Task goal:
Look through the records below, and copy out every line that holds the string "None".

(Collected data entries)
================
//! Shared test utilities for creating test fixtures.
//!
//! This module provides helper functions for creating test data
//! used across multiple test modules.

use crate::models::{Hunk, HunkLine};

/// Context line
pub fn ctx(text: &str) -> HunkLine {
    HunkLine::context(text)
}

/// Removed line
pub fn rm(text: &str) -> HunkLine {
    HunkLine::remove(text)
}

/// Added line
pub fn add(text: &str) -> HunkLine {
    HunkLine::add(text)
}

/// Owned lines from string slices
pub fn strings(lines: &[&str]) -> Vec<String> {
    lines.iter().map(|s| s.to_string()).collect()
}

/// Create a hunk whose old and new start lines coincide
pub fn make_hunk(new_start: u32, lines: Vec<HunkLine>) -> Hunk {
    Hunk::new(new_start, lines)
}

#[cfg(test)]
mod tests {
    use super::*;

    #[test]
    fn test_make_hunk() {
        let hunk = make_hunk(3, vec![ctx("a"), add("b")]);
        assert_eq!(hunk.new_start, 3);
        assert_eq!(hunk.old_start, 3);
        assert_eq!(hunk.lines.len(), 2);
    }

    #[test]
    fn test_strings() {
        assert_eq!(strings(&["a", "b"]), vec!["a".to_string(), "b".to_string()]);
    }
}
//! Splitting file content into lines and joining it back.
//!
//! The terminator style travels with each [`LineSet`], so re-serializing a
//! file only ever uses what was read from that same file.

/// Line terminator used when writing a file back out.
#[derive(Debug, Clone, Copy, PartialEq, Eq, Default)]
pub enum Terminator {
    /// No terminator was seen; writes fall back to LF
    #[default]
    None,
    Lf,
    CrLf,
}

impl Terminator {
    pub fn as_bytes(self) -> &'static [u8] {
        match self {
            Terminator::None | Terminator::Lf => b"\n",
            Terminator::CrLf => b"\r\n",
        }
    }
}

#[derive(Debug, thiserror::Error)]
pub enum LineError {
    #[error("content is not UTF-8 text (invalid byte at offset {0})")]
    NotText(usize),
}

/// A file's content as lines, without their terminators.
#[derive(Debug, Clone, PartialEq, Eq)]
pub struct LineSet {
    pub lines: Vec<String>,
    /// Terminator read after each line, parallel to `lines`
    endings: Vec<Terminator>,
    /// Style of the file's first terminator, used for inserted lines
    pub terminator: Terminator,
    pub missing_final_newline: bool,
}

impl LineSet {
    /// Lines that all share `terminator`.
    pub fn new(lines: Vec<String>, terminator: Terminator, missing_final_newline: bool) -> Self {
        Self {
            endings: vec![terminator; lines.len()],
            lines,
            terminator,
            missing_final_newline,
        }
    }

    /// The content of a zero-length file.
    pub fn empty() -> Self {
        Self::new(Vec::new(), Terminator::None, true)
    }

    /// Terminator written after line `idx`.
    pub fn ending(&self, idx: usize) -> Terminator {
        self.endings.get(idx).copied().unwrap_or(self.terminator)
    }

    /// Compare lines and the trailing newline flag, ignoring terminator style.
    pub fn content_eq(&self, other: &LineSet) -> bool {
        self.lines == other.lines && self.missing_final_newline == other.missing_final_newline
    }
}

/// Line storage a hunk can be applied to.
pub trait LineBuffer {
    fn line_count(&self) -> usize;

    fn line_at(&self, idx: usize) -> Option<&str>;

    fn remove_line(&mut self, idx: usize);

    fn insert_line(&mut self, idx: usize, text: &str);

    /// Hunk text as it compares against this buffer's lines.
    fn hunk_text<'t>(&self, text: &'t str) -> &'t str {
        text
    }
}

impl LineBuffer for Vec<String> {
    fn line_count(&self) -> usize {
        self.len()
    }

    fn line_at(&self, idx: usize) -> Option<&str> {
        self.get(idx).map(String::as_str)
    }

    fn remove_line(&mut self, idx: usize) {
        self.remove(idx);
    }

    fn insert_line(&mut self, idx: usize, text: &str) {
        self.insert(idx, text.to_string());
    }
}

impl LineBuffer for LineSet {
    fn line_count(&self) -> usize {
        self.lines.len()
    }

    fn line_at(&self, idx: usize) -> Option<&str> {
        self.lines.get(idx).map(String::as_str)
    }

    fn remove_line(&mut self, idx: usize) {
        self.lines.remove(idx);
        if idx < self.endings.len() {
            self.endings.remove(idx);
        }
    }

    // Inserted lines take the file's style
    fn insert_line(&mut self, idx: usize, text: &str) {
        self.lines.insert(idx, text.to_string());
        if idx <= self.endings.len() {
            self.endings.insert(idx, self.terminator);
        }
    }

    // In a CRLF file the `\r` of a `\r\n` belongs to the terminator, also
    // when it comes from a patch line
    fn hunk_text<'t>(&self, text: &'t str) -> &'t str {
        match self.terminator {
            Terminator::CrLf => text.strip_suffix('\r').unwrap_or(text),
            _ => text,
        }
    }
}

/// Split text on `\n`, pairing each line with the terminator that ended it.
///
/// The first terminator decides the style. Under CRLF the `\r` of every
/// `\r\n` is stripped and a bare `\n` is recorded as LF; under LF a `\r`
/// stays part of the line. An unterminated last line is returned as is,
/// paired with the style.
pub fn split_lines(text: &str) -> (Terminator, Vec<(&str, Terminator)>) {
    let style = match text.find('\n') {
        Some(i) if text[..i].ends_with('\r') => Terminator::CrLf,
        Some(_) => Terminator::Lf,
        None => Terminator::None,
    };

    let mut lines = Vec::new();
    let mut rest = text;
    while let Some(i) = rest.find('\n') {
        let line = &rest[..i];
        lines.push(match line.strip_suffix('\r') {
            Some(stripped) if style == Terminator::CrLf => (stripped, Terminator::CrLf),
            _ => (line, Terminator::Lf),
        });
        rest = &rest[i + 1..];
    }
    if !rest.is_empty() {
        lines.push((rest, style));
    }

    (style, lines)
}

/// Split raw bytes into a [`LineSet`].
///
/// Terminators follow [`split_lines`]. Lines that end differently from the
/// file's first terminator keep their own ending when written back.
pub fn decompose(bytes: &[u8]) -> Result<LineSet, LineError> {
    let text = std::str::from_utf8(bytes).map_err(|e| LineError::NotText(e.valid_up_to()))?;
    if text.is_empty() {
        return Ok(LineSet::empty());
    }

    let (terminator, pieces) = split_lines(text);
    let (lines, endings) = pieces
        .into_iter()
        .map(|(line, ending)| (line.to_string(), ending))
        .unzip();

    Ok(LineSet {
        lines,
        endings,
        terminator,
        missing_final_newline: !text.ends_with('\n'),
    })
}

/// Join a [`LineSet`] back into bytes.
pub fn recompose(set: &LineSet) -> Vec<u8> {
    let size: usize = set.lines.iter().map(|line| line.len() + 2).sum();
    let mut out = Vec::with_capacity(size);

    let last = set.lines.len().saturating_sub(1);
    for (i, line) in set.lines.iter().enumerate() {
        out.extend_from_slice(line.as_bytes());
        if i < last || !set.missing_final_newline {
            out.extend_from_slice(set.ending(i).as_bytes());
        }
    }

    out
}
================
Written response:
    None,
            Terminator::None | Terminator::Lf => b"\n",
        Self::new(Vec::new(), Terminator::None, true)
        None => Terminator::None,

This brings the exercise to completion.